(Stored items)
[Start of Attachment]
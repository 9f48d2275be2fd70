use crate::error::AppError;
use config::{Config as Cfg, File};
use serde::Deserialize;

/// Settings shared by every service, read from `configuration.*` and `APP__*`.
#[derive(Debug, Deserialize, Clone)]
pub struct Config {
    #[serde(default = "default_port")]
    pub port: u16,
}

fn default_port() -> u16 {
    8080
}

impl Config {
    pub fn load() -> Result<Self, AppError> {
        dotenvy::dotenv().ok();

        let config = Cfg::builder()
            .add_source(File::with_name("configuration").required(false))
            .add_source(config::Environment::with_prefix("APP").separator("__"))
            .build()?;

        Ok(config.try_deserialize()?)
    }
}

/// Parse an optional environment variable, falling back to `default` when it
/// is unset or does not parse.
pub fn env_or<T: std::str::FromStr>(key: &str, default: T) -> T {
    std::env::var(key)
        .ok()
        .and_then(|s| s.parse().ok())
        .unwrap_or(default)
}
//! Invoice model for invoicing-service.

use chrono::{DateTime, NaiveDate, Utc};
use rust_decimal::Decimal;
use serde::{Deserialize, Serialize};
use service_core::audit::{AuditEntry, AuditTrail};
use service_core::middleware::ActorContext;
use uuid::Uuid;

use super::ApprovalWorkflow;

/// Incoming invoices are received and go through approval; outgoing ones
/// are issued to a customer.
#[derive(Debug, Clone, Copy, PartialEq, Eq, Hash, Serialize, Deserialize)]
#[serde(rename_all = "snake_case")]
pub enum InvoiceDirection {
    Incoming,
    Outgoing,
}

impl InvoiceDirection {
    pub fn as_str(&self) -> &'static str {
        match self {
            InvoiceDirection::Incoming => "incoming",
            InvoiceDirection::Outgoing => "outgoing",
        }
    }
}

/// Invoice status.
#[derive(Debug, Clone, Copy, PartialEq, Eq, Hash, Serialize, Deserialize)]
#[serde(rename_all = "snake_case")]
pub enum InvoiceStatus {
    Draft,
    PendingApproval,
    Approved,
    Rejected,
    Submitted,
    Verified,
    Sent,
}

impl InvoiceStatus {
    pub fn as_str(&self) -> &'static str {
        match self {
            InvoiceStatus::Draft => "draft",
            InvoiceStatus::PendingApproval => "pending_approval",
            InvoiceStatus::Approved => "approved",
            InvoiceStatus::Rejected => "rejected",
            InvoiceStatus::Submitted => "submitted",
            InvoiceStatus::Verified => "verified",
            InvoiceStatus::Sent => "sent",
        }
    }

    pub fn is_terminal(&self) -> bool {
        matches!(
            self,
            InvoiceStatus::Approved | InvoiceStatus::Rejected | InvoiceStatus::Sent
        )
    }
}

impl std::fmt::Display for InvoiceStatus {
    fn fmt(&self, f: &mut std::fmt::Formatter<'_>) -> std::fmt::Result {
        f.write_str(self.as_str())
    }
}

/// Input for creating an invoice.
#[derive(Debug, Clone)]
pub struct NewInvoice {
    pub number: String,
    pub counterparty: String,
    pub amount: Decimal,
    pub currency: String,
    pub direction: InvoiceDirection,
    pub due_date: Option<NaiveDate>,
    pub description: Option<String>,
}

/// Invoice document.
#[derive(Debug, Clone, PartialEq, Serialize, Deserialize)]
pub struct Invoice {
    pub id: Uuid,
    pub number: String,
    pub counterparty: String,
    pub amount: Decimal,
    pub currency: String,
    pub direction: InvoiceDirection,
    pub status: InvoiceStatus,
    pub due_date: Option<NaiveDate>,
    pub description: Option<String>,
    pub approval_workflow: Option<ApprovalWorkflow>,
    pub audit_trail: AuditTrail,
    pub created_at: DateTime<Utc>,
    pub updated_at: DateTime<Utc>,
}

impl Invoice {
    /// New draft carrying its creation entry.
    pub fn new(input: NewInvoice, now: DateTime<Utc>, actor: &ActorContext) -> Self {
        let mut audit_trail = AuditTrail::new();
        audit_trail.push(AuditEntry::new(
            now,
            "invoice_created",
            actor,
            format!(
                "{} invoice {} for {} {}",
                input.direction.as_str(),
                input.number,
                input.amount,
                input.currency
            ),
            None,
        ));

        Self {
            id: Uuid::new_v4(),
            number: input.number,
            counterparty: input.counterparty,
            amount: input.amount,
            currency: input.currency,
            direction: input.direction,
            status: InvoiceStatus::Draft,
            due_date: input.due_date,
            description: input.description,
            approval_workflow: None,
            audit_trail,
            created_at: now,
            updated_at: now,
        }
    }
}
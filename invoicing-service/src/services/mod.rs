//! Services module for invoicing-service.

pub mod metrics;
pub mod store;

pub use metrics::{
    get_metrics, init_metrics, record_approval_decision, record_error, record_invoice_created,
    record_transition,
};
pub use store::{InMemoryInvoiceStore, InvoiceFilter, InvoiceStore};
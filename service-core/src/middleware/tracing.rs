use axum::body::Body;
use axum::http::{HeaderValue, Request};
use axum::{extract::Request as AxumRequest, middleware::Next, response::Response};
use tower_http::classify::{ServerErrorsAsFailures, SharedClassifier};
use tower_http::trace::{DefaultOnResponse, TraceLayer};
use tracing::{Level, Span};
use uuid::Uuid;

pub const REQUEST_ID_HEADER: &str = "x-request-id";

/// Ensure every request and response carries an `x-request-id`.
pub async fn request_id_middleware(mut req: AxumRequest, next: Next) -> Response {
    let request_id = req
        .headers()
        .get(REQUEST_ID_HEADER)
        .and_then(|h| h.to_str().ok())
        .map(|s| s.to_string())
        .unwrap_or_else(|| Uuid::new_v4().to_string());

    if let Ok(header_value) = HeaderValue::from_str(&request_id) {
        req.headers_mut().insert(REQUEST_ID_HEADER, header_value);
    }

    let mut response = next.run(req).await;

    if let Ok(header_value) = HeaderValue::from_str(&request_id) {
        response
            .headers_mut()
            .insert(REQUEST_ID_HEADER, header_value);
    }

    response
}

fn make_request_span(request: &Request<Body>) -> Span {
    let request_id = request
        .headers()
        .get(REQUEST_ID_HEADER)
        .and_then(|value| value.to_str().ok())
        .unwrap_or("-");

    tracing::info_span!(
        "http_request",
        request_id = %request_id,
        method = %request.method(),
        uri = %request.uri(),
        version = ?request.version(),
        actor_id = tracing::field::Empty,
    )
}

/// HTTP trace layer whose spans carry the request id and, once the actor
/// extractor has run, the acting user.
pub fn http_trace_layer()
-> TraceLayer<SharedClassifier<ServerErrorsAsFailures>, fn(&Request<Body>) -> Span> {
    TraceLayer::new_for_http()
        .make_span_with(make_request_span as fn(&Request<Body>) -> Span)
        .on_response(DefaultOnResponse::new().level(Level::INFO))
}
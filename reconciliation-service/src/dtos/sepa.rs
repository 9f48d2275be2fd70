use chrono::NaiveDate;
use rust_decimal::Decimal;
use serde::{Deserialize, Serialize};
use uuid::Uuid;
use validator::Validate;

use crate::sepa::{
    CreditTransferPayment, Creditor, DirectDebitPayment, PartyAccount, SepaDocument,
    SequenceType,
};

#[derive(Debug, Deserialize, Validate)]
pub struct DirectDebitRequest {
    /// Falls back to the configured creditor.
    pub creditor: Option<Creditor>,
    pub debtor: PartyAccount,
    pub payment: DirectDebitPayment,

    #[validate(range(min = 1, max = 120, message = "installments must be between 1 and 120"))]
    pub installments: Option<u32>,

    /// Track each generated collection as a pending incoming payment.
    #[serde(default)]
    pub register_payments: bool,
}

#[derive(Debug, Deserialize, Validate)]
pub struct CreditTransferRequest {
    /// Ordering account; falls back to the configured creditor account.
    pub debtor: Option<PartyAccount>,
    pub creditor: PartyAccount,
    pub payment: CreditTransferPayment,

    #[serde(default)]
    pub register_payment: bool,
}

#[derive(Debug, Serialize)]
pub struct SepaDocumentResponse {
    pub filename: String,
    pub message_id: String,
    pub end_to_end_id: String,
    pub sequence_type: Option<SequenceType>,
    pub due_date: NaiveDate,
    pub amount: Decimal,
    pub currency: String,
    pub xml: String,
    #[serde(skip_serializing_if = "Option::is_none")]
    pub payment_id: Option<Uuid>,
}

impl SepaDocumentResponse {
    pub fn new(document: SepaDocument, payment_id: Option<Uuid>) -> Self {
        let ins = document.instruction;
        Self {
            filename: document.filename,
            message_id: ins.message_id,
            end_to_end_id: ins.end_to_end_id,
            sequence_type: ins.sequence_type,
            due_date: ins.due_date,
            amount: ins.amount,
            currency: ins.currency,
            xml: document.xml,
            payment_id,
        }
    }
}
use axum::{
    extract::{MatchedPath, Request},
    middleware::Next,
    response::Response,
};
use metrics::{counter, histogram};
use std::time::Instant;

/// Count and time every request, labelled by the route template rather than
/// the concrete URI so ids do not explode the label space.
pub async fn metrics_middleware(req: Request, next: Next) -> Response {
    let start = Instant::now();
    let method = req.method().to_string();
    let path = req
        .extensions()
        .get::<MatchedPath>()
        .map(|p| p.as_str().to_string())
        .unwrap_or_else(|| "unmatched".to_string());

    let response = next.run(req).await;

    let duration = start.elapsed();
    let status = response.status().as_u16().to_string();

    let labels = [("method", method), ("path", path), ("status", status)];

    counter!("http_requests_total", &labels).increment(1);
    histogram!("http_request_duration_seconds", &labels).record(duration.as_secs_f64());

    response
}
[End of Attachment]
▶ BRIEF
From the records above, pull every line that has the string "SepaDocumentResponse" and copy it.

▶ ANSWER TO THIS PROBLEM
pub struct SepaDocumentResponse {
impl SepaDocumentResponse {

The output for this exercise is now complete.